Since my readers come from many countries, I should begin with some background on universities in Canada which Usher assumes his readers know. At present, most Canadians live within a few hours’ drive of a public university which has 10,000 to 30,000 students and provides good undergraduate education and skillful research in most fields. Most universities have a few strong points which are fairly well known; Halifax and Victoria publish excellent research in Ocean Science, while the University of Toronto has far more medievalists than any other school in Canada. The largest cities usually support diverse types of institution; a degree at SAIT or Emily Carr is very different from one at the University of Calgary or UBC. I was in Alberta when the provincial government proposed to close down “redundant” programs and focus some fields at a few institutions. Some polite phrases from a recent article promoting a similar program in Ontario will give the flavour: “budget constraints … quality … accountability … moving quickly … cut duplication … making choices … asking universities that have expanded over many years to specialize … in-demand jobs … programs will have to adjust.” (“University Budget Reform Under Pressure,” Globe and Mail, 11 October 2014). Advocates of this idea often adopt the language of market fundamentalism, speaking of consumer choice and efficiency.
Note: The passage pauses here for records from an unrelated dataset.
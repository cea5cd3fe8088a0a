use clap::{ArgGroup, Args, Parser, Subcommand};
use std::path::PathBuf;

use crate::validator::ValidationMode;

/// Validate STAC catalogs, collections and items
#[derive(Parser, Debug, Clone)]
#[command(name = "stac-validate")]
#[command(about = "Validate STAC documents against their core and extension schemas")]
#[command(version)]
pub struct Cli {
    #[command(subcommand)]
    pub command: Commands,
}

#[derive(Subcommand, Debug, Clone)]
pub enum Commands {
    /// Validate a STAC document, optionally walking its links
    Validate(ValidateArgs),
    /// Print name and version information as JSON
    Info,
}

#[derive(Args, Debug, Clone, Default)]
#[command(group(
    ArgGroup::new("mode")
        .args(["core", "extensions", "recursive", "custom"])
        .multiple(false)
))]
pub struct ValidateArgs {
    /// Path or URL of the STAC document
    #[arg(value_name = "PATH_OR_URL")]
    pub target: String,

    /// Validate against the core schema only
    #[arg(long = "core")]
    pub core: bool,

    /// Validate item extensions only
    #[arg(long = "extensions")]
    pub extensions: bool,

    /// Follow child and item links and validate everything reachable
    #[arg(short = 'r', long = "recursive")]
    pub recursive: bool,

    /// Deepest level whose links are followed (root is 0)
    #[arg(short = 'm', long = "max-depth", requires = "recursive")]
    pub max_depth: Option<u32>,

    /// Validate against a custom schema URL or path
    #[arg(short = 'c', long = "custom", value_name = "SCHEMA")]
    pub custom: Option<String>,

    /// Echo each record as it is produced and print a summary
    #[arg(short = 'v', long = "verbose")]
    pub verbose: bool,

    /// Do not print the records to stdout
    #[arg(long = "no-output")]
    pub no_output: bool,

    /// Also write the records to this file
    #[arg(long = "log-file", value_name = "PATH")]
    pub log_file: Option<PathBuf>,

    /// Show items/second progress on stderr
    #[arg(long = "progress")]
    pub progress: bool,

    /// Number of linked documents fetched at once
    #[arg(long = "concurrency")]
    pub concurrency: Option<usize>,

    /// HTTP request timeout in seconds
    #[arg(long = "timeout", value_name = "SECS")]
    pub timeout: Option<u64>,

    /// Directory of schema files used instead of the network
    #[arg(long = "schema-dir", value_name = "DIR")]
    pub schema_dir: Option<PathBuf>,

    /// Configuration file (TOML or JSON)
    #[arg(long = "config", value_name = "FILE")]
    pub config: Option<PathBuf>,
}

impl Cli {
    pub fn parse_args() -> Self {
        Self::parse()
    }
}

impl ValidateArgs {
    /// The validation mode selected by the mutually exclusive mode flags
    pub fn mode(&self) -> ValidationMode {
        if let Some(schema) = &self.custom {
            ValidationMode::Custom(schema.clone())
        } else if self.recursive {
            ValidationMode::Recursive
        } else if self.core {
            ValidationMode::Core
        } else if self.extensions {
            ValidationMode::Extensions
        } else {
            ValidationMode::Default
        }
    }
}

#[cfg(test)]
mod tests {
    use super::*;

    fn validate_args(args: &[&str]) -> ValidateArgs {
        let mut argv = vec!["stac-validate", "validate"];
        argv.extend_from_slice(args);
        match Cli::try_parse_from(argv).unwrap().command {
            Commands::Validate(args) => args,
            other => panic!("Expected validate command, got {:?}", other),
        }
    }

    #[test]
    fn test_basic_cli_parsing() {
        let args = validate_args(&["catalog.json"]);
        assert_eq!(args.target, "catalog.json");
        assert_eq!(args.mode(), ValidationMode::Default);
        assert!(args.concurrency.is_none());
    }

    #[test]
    fn test_mode_flags() {
        assert_eq!(
            validate_args(&["item.json", "--core"]).mode(),
            ValidationMode::Core
        );
        assert_eq!(
            validate_args(&["item.json", "--extensions"]).mode(),
            ValidationMode::Extensions
        );
        assert_eq!(
            validate_args(&["item.json", "--custom", "schema.json"]).mode(),
            ValidationMode::Custom("schema.json".to_string())
        );

        let recursive = validate_args(&["catalog.json", "--recursive", "--max-depth", "2"]);
        assert_eq!(recursive.mode(), ValidationMode::Recursive);
        assert_eq!(recursive.max_depth, Some(2));
    }

    #[test]
    fn test_mode_flags_are_exclusive() {
        let result =
            Cli::try_parse_from(["stac-validate", "validate", "x.json", "--core", "--recursive"]);
        assert!(result.is_err());
    }

    #[test]
    fn test_max_depth_requires_recursive() {
        let result =
            Cli::try_parse_from(["stac-validate", "validate", "x.json", "--max-depth", "1"]);
        assert!(result.is_err());
    }

    #[test]
    fn test_info_command() {
        let cli = Cli::try_parse_from(["stac-validate", "info"]).unwrap();
        assert!(matches!(cli.command, Commands::Info));
    }
}
//! STAC document model, type classification and link resolution

use std::fmt;
use std::path::{Component, Path, PathBuf};
use std::sync::Arc;

use serde::{Deserialize, Serialize};
use serde_json::Value;
use url::Url;

use crate::error::{Result, ValidationError};

/// The three kinds of document forming a STAC tree
#[derive(Debug, Clone, Copy, PartialEq, Eq, Hash, Serialize, Deserialize)]
#[serde(rename_all = "UPPERCASE")]
pub enum AssetType {
    Item,
    Collection,
    Catalog,
}

impl AssetType {
    /// Lower-case name as used in schema addresses
    pub fn as_str(&self) -> &'static str {
        match self {
            AssetType::Item => "item",
            AssetType::Collection => "collection",
            AssetType::Catalog => "catalog",
        }
    }
}

impl fmt::Display for AssetType {
    fn fmt(&self, f: &mut fmt::Formatter<'_>) -> fmt::Result {
        f.write_str(self.as_str())
    }
}

/// Determine the kind of a raw document.
///
/// GeoJSON `Feature`s are items; an explicit STAC `type` wins next; documents
/// carrying `extent` or `license` are collections; anything else is a catalog.
pub fn classify(document: &Value) -> Result<AssetType> {
    let object = document
        .as_object()
        .ok_or_else(|| ValidationError::Classification {
            details: format!("expected a JSON object, found {}", json_kind(document)),
        })?;

    match object.get("type").and_then(Value::as_str) {
        Some("Feature") | Some("Item") => return Ok(AssetType::Item),
        Some("Collection") => return Ok(AssetType::Collection),
        Some("Catalog") => return Ok(AssetType::Catalog),
        _ => {}
    }

    if object.contains_key("extent") || object.contains_key("license") {
        Ok(AssetType::Collection)
    } else {
        Ok(AssetType::Catalog)
    }
}

fn json_kind(value: &Value) -> &'static str {
    match value {
        Value::Null => "null",
        Value::Bool(_) => "a boolean",
        Value::Number(_) => "a number",
        Value::String(_) => "a string",
        Value::Array(_) => "an array",
        Value::Object(_) => "an object",
    }
}

/// Link relations that drive traversal
#[derive(Debug, Clone, Copy, PartialEq, Eq)]
pub enum LinkRel {
    Child,
    Item,
}

/// A traversable link of a catalog or collection
#[derive(Debug, Clone, PartialEq, Eq)]
pub struct Link {
    pub rel: LinkRel,
    pub href: String,
}

/// A loaded document together with where it came from
#[derive(Debug, Clone)]
pub struct StacDocument {
    pub location: String,
    pub content: Arc<Value>,
}

impl StacDocument {
    pub fn new(location: impl Into<String>, content: Arc<Value>) -> Self {
        Self {
            location: location.into(),
            content,
        }
    }

    /// The declared `stac_version`, if any
    pub fn version(&self) -> Option<&str> {
        self.content.get("stac_version").and_then(Value::as_str)
    }

    /// The declared version, failing when absent
    pub fn require_version(&self) -> Result<String> {
        self.version()
            .map(str::to_string)
            .ok_or_else(|| ValidationError::MissingField {
                field: "stac_version".to_string(),
                location: self.location.clone(),
            })
    }

    /// Declared extension identifiers in document order
    pub fn extensions(&self) -> Vec<String> {
        self.content
            .get("stac_extensions")
            .and_then(Value::as_array)
            .map(|extensions| {
                extensions
                    .iter()
                    .filter_map(Value::as_str)
                    .map(str::to_string)
                    .collect()
            })
            .unwrap_or_default()
    }

    /// `child` and `item` links in document order; other relations are ignored
    pub fn traversable_links(&self) -> Vec<Link> {
        let Some(links) = self.content.get("links").and_then(Value::as_array) else {
            return Vec::new();
        };

        links
            .iter()
            .filter_map(|link| {
                let rel = match link.get("rel").and_then(Value::as_str)? {
                    "child" => LinkRel::Child,
                    "item" => LinkRel::Item,
                    _ => return None,
                };
                let href = link.get("href").and_then(Value::as_str)?;
                Some(Link {
                    rel,
                    href: href.to_string(),
                })
            })
            .collect()
    }
}

/// A location with both a scheme and a host, e.g. `https://host/catalog.json`
pub fn is_network_location(location: &str) -> bool {
    Url::parse(location)
        .map(|url| url.has_host() && url.scheme() != "file")
        .unwrap_or(false)
}

/// Resolve a link `href` against the location of the document that owns it
pub fn resolve_href(base: &str, href: &str) -> String {
    if is_network_location(href) {
        return href.to_string();
    }

    if (is_network_location(base) || base.starts_with("file:"))
        && let Ok(joined) = Url::parse(base).and_then(|base_url| base_url.join(href))
    {
        return joined.to_string();
    }

    let directory = Path::new(base).parent().unwrap_or(Path::new(""));
    normalize_path(&directory.join(href))
        .to_string_lossy()
        .into_owned()
}

/// Single spelling for a location, so `a/./b/../c.json` and `a/c.json` compare equal
pub fn normalize_location(location: &str) -> String {
    if is_network_location(location) || location.starts_with("file:") {
        return Url::parse(location)
            .map(String::from)
            .unwrap_or_else(|_| location.to_string());
    }
    normalize_path(Path::new(location))
        .to_string_lossy()
        .into_owned()
}

/// Drop `.` components and fold `..` into the preceding directory, without touching the filesystem
fn normalize_path(path: &Path) -> PathBuf {
    let mut normalized = PathBuf::new();
    for component in path.components() {
        match component {
            Component::CurDir => {}
            Component::ParentDir
                if matches!(normalized.components().next_back(), Some(Component::Normal(_))) =>
            {
                normalized.pop();
            }
            other => normalized.push(other),
        }
    }
    normalized
}
use std::collections::{HashMap, VecDeque};
use std::net::SocketAddr;
use std::sync::atomic::{AtomicUsize, Ordering};
use std::sync::{Arc, Mutex};
use std::time::Duration;

use serde_json::Value;
use tokio::io::{AsyncReadExt, AsyncWriteExt};
use tokio::net::{TcpListener, TcpStream};
use tokio::task::JoinHandle;

/// Canned response served by [`MockHttpServer`]
#[derive(Clone, Debug)]
pub struct MockResponse {
    pub status: u16,
    pub body: String,
    pub delay: Option<Duration>,
}

impl MockResponse {
    pub fn json(value: &Value) -> Self {
        Self {
            status: 200,
            body: value.to_string(),
            delay: None,
        }
    }

    pub fn status(status: u16) -> Self {
        Self {
            status,
            body: String::new(),
            delay: None,
        }
    }

    pub fn with_delay(mut self, delay: Duration) -> Self {
        self.delay = Some(delay);
        self
    }
}

#[derive(Default)]
struct ServerState {
    /// Responses per path; the last one keeps being served
    routes: Mutex<HashMap<String, VecDeque<MockResponse>>>,
    hits: Mutex<HashMap<String, usize>>,
    in_flight: AtomicUsize,
    peak_in_flight: AtomicUsize,
}

impl ServerState {
    fn begin_request(&self) {
        let now = self.in_flight.fetch_add(1, Ordering::SeqCst) + 1;
        self.peak_in_flight.fetch_max(now, Ordering::SeqCst);
    }

    fn end_request(&self) {
        self.in_flight.fetch_sub(1, Ordering::SeqCst);
    }

    fn next_response(&self, path: &str) -> MockResponse {
        *self
            .hits
            .lock()
            .unwrap()
            .entry(path.to_string())
            .or_default() += 1;

        let mut routes = self.routes.lock().unwrap();
        match routes.get_mut(path) {
            Some(queue) if queue.len() > 1 => queue.pop_front().unwrap(),
            Some(queue) => queue.front().cloned().unwrap_or(MockResponse::status(404)),
            None => MockResponse::status(404),
        }
    }
}

/// Minimal HTTP/1.1 server on a random local port, for fetch and traversal tests
pub struct MockHttpServer {
    addr: SocketAddr,
    state: Arc<ServerState>,
    handle: JoinHandle<()>,
}

impl MockHttpServer {
    pub async fn start() -> Self {
        let listener = TcpListener::bind("127.0.0.1:0").await.unwrap();
        let addr = listener.local_addr().unwrap();
        let state = Arc::new(ServerState::default());

        let accept_state = state.clone();
        let handle = tokio::spawn(async move {
            while let Ok((stream, _)) = listener.accept().await {
                let state = accept_state.clone();
                tokio::spawn(async move {
                    let _ = serve(stream, state).await;
                });
            }
        });

        Self {
            addr,
            state,
            handle,
        }
    }

    pub fn url(&self, path: &str) -> String {
        format!("http://{}{}", self.addr, path)
    }

    /// Queue a response for `path`
    pub fn mount(&self, path: &str, response: MockResponse) {
        self.state
            .routes
            .lock()
            .unwrap()
            .entry(path.to_string())
            .or_default()
            .push_back(response);
    }

    pub fn mount_json(&self, path: &str, value: Value) {
        self.mount(path, MockResponse::json(&value));
    }

    /// Number of requests received for `path`
    pub fn hits(&self, path: &str) -> usize {
        self.state
            .hits
            .lock()
            .unwrap()
            .get(path)
            .copied()
            .unwrap_or(0)
    }

    /// Most requests held open at the same moment
    pub fn peak_in_flight(&self) -> usize {
        self.state.peak_in_flight.load(Ordering::SeqCst)
    }
}

impl Drop for MockHttpServer {
    fn drop(&mut self) {
        self.handle.abort();
    }
}

async fn serve(mut stream: TcpStream, state: Arc<ServerState>) -> std::io::Result<()> {
    let mut request = Vec::new();
    let mut buf = [0u8; 1024];
    while !request.windows(4).any(|w| w == b"\r\n\r\n") {
        let n = stream.read(&mut buf).await?;
        if n == 0 {
            return Ok(());
        }
        request.extend_from_slice(&buf[..n]);
    }

    let request = String::from_utf8_lossy(&request);
    let path = request
        .lines()
        .next()
        .and_then(|line| line.split_whitespace().nth(1))
        .unwrap_or("/")
        .to_string();

    let response = state.next_response(&path);

    // counted only while the client is certainly still waiting on us
    state.begin_request();
    if let Some(delay) = response.delay {
        tokio::time::sleep(delay).await;
    }
    state.end_request();

    let head = format!(
        "HTTP/1.1 {} {}\r\nContent-Type: application/json\r\nContent-Length: {}\r\nConnection: close\r\n\r\n",
        response.status,
        if response.status < 400 { "OK" } else { "Error" },
        response.body.len()
    );
    stream.write_all(head.as_bytes()).await?;
    stream.write_all(response.body.as_bytes()).await?;
    stream.shutdown().await
}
If human beings were atomic economic actors with a precise idea of their goals and the expected outcome of each choice, able to move wherever provided the best education at the lowest cost, such a system might work well. People are not like this. Some people have jobs which tie them to a city. Some people have spouses whose jobs tie them to a city. Some people own property which ties them to a city. Some people have dependents who can’t move easily. Some people rely on support from friends and family in a particular place, whether that is living with their parents or sharing babysitting with a neighbour. And quite a few people don’t know what they want to learn and are at school to try different things and find out what suits them. They are unlikely to discover a field which is not taught at the university they chose. When I decided to go back to school, I happened to be free of impediments and was able to travel first out of province and then outside of North America for school. I know people who would benefit from education just as much who did not have this freedom and had to make hard choices. In a country as dispersed as Canada, there is real value in having universities which cover the basics of all fields of scholarship in every major city.
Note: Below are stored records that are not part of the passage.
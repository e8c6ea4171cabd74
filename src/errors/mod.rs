//! Error types and error handling for the compiler.
//!
//! This module defines the error types used throughout the compilation
//! process. It includes:
//!
//! - Error structures with source position information
//! - Specific error variants for each compilation phase
//! - Diagnostics, which tie a checker error to the offending node
//! - Helpful error messages and suggestions

pub mod errors;

#[cfg(test)]
mod tests;
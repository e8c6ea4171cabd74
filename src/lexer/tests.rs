//! Unit tests for the lexer module.
//!
//! Covers reserved words, identifiers, value literals, selectors,
//! punctuation, comments and error cases.

use super::{lexer::tokenize, tokens::TokenKind};

fn kinds(source: &str) -> Vec<TokenKind> {
    tokenize(source, Some("test.icss".to_string()))
        .unwrap()
        .iter()
        .map(|token| token.kind)
        .collect()
}

#[test]
fn test_tokenize_reserved_words() {
    assert_eq!(
        kinds("if else TRUE FALSE true false"),
        vec![
            TokenKind::If,
            TokenKind::Else,
            TokenKind::True,
            TokenKind::False,
            TokenKind::True,
            TokenKind::False,
            TokenKind::EOF,
        ]
    );
}

#[test]
fn test_tokenize_identifiers() {
    let tokens = tokenize("background-color LinkColor Par_Width p", None).unwrap();

    assert_eq!(tokens[0].kind, TokenKind::Identifier);
    assert_eq!(tokens[0].value, "background-color");
    assert_eq!(tokens[1].kind, TokenKind::Identifier);
    assert_eq!(tokens[1].value, "LinkColor");
    assert_eq!(tokens[2].kind, TokenKind::Identifier);
    assert_eq!(tokens[2].value, "Par_Width");
    assert_eq!(tokens[3].kind, TokenKind::Identifier);
    assert_eq!(tokens[3].value, "p");
    assert_eq!(tokens[4].kind, TokenKind::EOF);
}

#[test]
fn test_capitalised_identifiers_stop_at_dash() {
    let tokens = tokenize("Width-10px", None).unwrap();

    assert_eq!(tokens[0].kind, TokenKind::Identifier);
    assert_eq!(tokens[0].value, "Width");
    assert_eq!(tokens[1].kind, TokenKind::Dash);
    assert_eq!(tokens[2].kind, TokenKind::Pixel);
    assert_eq!(tokens[2].value, "10px");
}

#[test]
fn test_capitalised_property_names_keep_dashes() {
    let tokens = tokenize("BACKGROUND-COLOR : 5px; Width-Height := 1px;", None).unwrap();

    assert_eq!(tokens[0].kind, TokenKind::Identifier);
    assert_eq!(tokens[0].value, "BACKGROUND-COLOR");
    assert_eq!(tokens[1].kind, TokenKind::Colon);
    assert_eq!(tokens[4].value, "Width");
    assert_eq!(tokens[5].kind, TokenKind::Dash);
    assert_eq!(tokens[6].value, "Height");
    assert_eq!(tokens[7].kind, TokenKind::Assignment);
}

#[test]
fn test_tokenize_values() {
    let tokens = tokenize("10px 50% 3 #ff00AA", None).unwrap();

    assert_eq!(tokens[0].kind, TokenKind::Pixel);
    assert_eq!(tokens[0].value, "10px");
    assert_eq!(tokens[1].kind, TokenKind::Percentage);
    assert_eq!(tokens[1].value, "50%");
    assert_eq!(tokens[2].kind, TokenKind::Scalar);
    assert_eq!(tokens[2].value, "3");
    assert_eq!(tokens[3].kind, TokenKind::Color);
    assert_eq!(tokens[3].value, "#ff00AA");
}

#[test]
fn test_tokenize_selectors() {
    let tokens = tokenize("#menu .menu-item #abc #fffffff", None).unwrap();

    assert_eq!(tokens[0].kind, TokenKind::IdSelector);
    assert_eq!(tokens[0].value, "#menu");
    assert_eq!(tokens[1].kind, TokenKind::ClassSelector);
    assert_eq!(tokens[1].value, ".menu-item");
    assert_eq!(tokens[2].kind, TokenKind::IdSelector);
    assert_eq!(tokens[3].kind, TokenKind::IdSelector);
}

#[test]
fn test_tokenize_punctuation() {
    assert_eq!(
        kinds(":= : ; , [ ] { } ( ) + - *"),
        vec![
            TokenKind::Assignment,
            TokenKind::Colon,
            TokenKind::Semicolon,
            TokenKind::Comma,
            TokenKind::OpenBracket,
            TokenKind::CloseBracket,
            TokenKind::OpenCurly,
            TokenKind::CloseCurly,
            TokenKind::OpenParen,
            TokenKind::CloseParen,
            TokenKind::Plus,
            TokenKind::Dash,
            TokenKind::Star,
            TokenKind::EOF,
        ]
    );
}

#[test]
fn test_tokenize_skips_comments() {
    let source = "// line comment\nWidth /* block\ncomment */ := 10px;";
    assert_eq!(
        kinds(source),
        vec![
            TokenKind::Identifier,
            TokenKind::Assignment,
            TokenKind::Pixel,
            TokenKind::Semicolon,
            TokenKind::EOF,
        ]
    );
}

#[test]
fn test_token_spans_are_byte_offsets() {
    let tokens = tokenize("p {\n  width: 10px;\n}", Some("style.icss".to_string())).unwrap();
    let pixel = tokens
        .iter()
        .find(|token| token.kind == TokenKind::Pixel)
        .unwrap();

    assert_eq!(pixel.span.start.0, 13);
    assert_eq!(pixel.span.end.0, 17);
    assert_eq!(pixel.span.start.1.as_str(), "style.icss");
}

#[test]
fn test_unrecognised_character() {
    let error = tokenize("p { color: @red; }", None).unwrap_err();

    assert_eq!(error.get_error_name(), "UnrecognisedToken");
    assert_eq!(error.get_position().0, 11);
}

#[test]
fn test_unterminated_block_comment_is_rejected() {
    let error = tokenize("p { } /* never closed", None).unwrap_err();

    assert_eq!(error.get_error_name(), "UnrecognisedToken");
}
I also can’t help but notice that, as Usher also said, when people say that Canadian universities should seek excellence they often mean that they should look more American. As many Americans also acknowledge (example and example), their highly differentiated university system helps to enforce class; Americans expect that someone with a degree from a famous university will be treated better than someone without, and once people on their way up all start attending the same universities this becomes a self-fulfilling prophecy. Because Canadian universities are so similar to one another, graduates have to distinguish themselves by what they can do not where they studied. That is a blessing not lightly to be cast aside.
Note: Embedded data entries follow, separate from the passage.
//! Utility macros for the compiler.
//!
//! - `MK_TOKEN!` - Creates a Token instance
//! - `MK_DEFAULT_HANDLER!` - Creates a default lexer handler for fixed punctuation
//!
//! These macros reduce boilerplate in the lexer implementation.

/// Creates a Token instance.
///
/// ```ignore
/// let token = MK_TOKEN!(TokenKind::Pixel, "10px".to_string(), span);
/// ```
#[macro_export]
macro_rules! MK_TOKEN {
    ($kind:expr, $value:expr, $span:expr) => {
        Token {
            kind: $kind,
            value: $value,
            span: $span,
        }
    };
}

/// Creates a lexer handler for a fixed piece of punctuation.
///
/// The generated handler pushes a token of the given kind spanning the
/// literal and advances the lexer past it.
///
/// ```ignore
/// RegexPattern {
///     regex: Regex::new("^:=").unwrap(),
///     handler: MK_DEFAULT_HANDLER!(TokenKind::Assignment, ":="),
/// }
/// ```
#[macro_export]
macro_rules! MK_DEFAULT_HANDLER {
    ($kind:expr, $value:literal) => {
        |lexer: &mut Lexer, _regex: &Regex| {
            let span = lexer.span_for($value.len());
            lexer.push(MK_TOKEN!($kind, String::from($value), span));
            lexer.advance_n($value.len());
        }
    };
}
But if Canadian universities are a social service, let them be a better one. Let us open our libraries, our library databases, our interlibrary loan, and our special collections to the public. Let us publish in more cheap or open-access journals. Let us give more public lectures, write more for the public, and consider who will benefit from our research (the pleasure of discovery is certainly a benefit, as long as someone is interested in the results). Doing these things would be difficult, but they could be done without the costs of “differentiating” universities.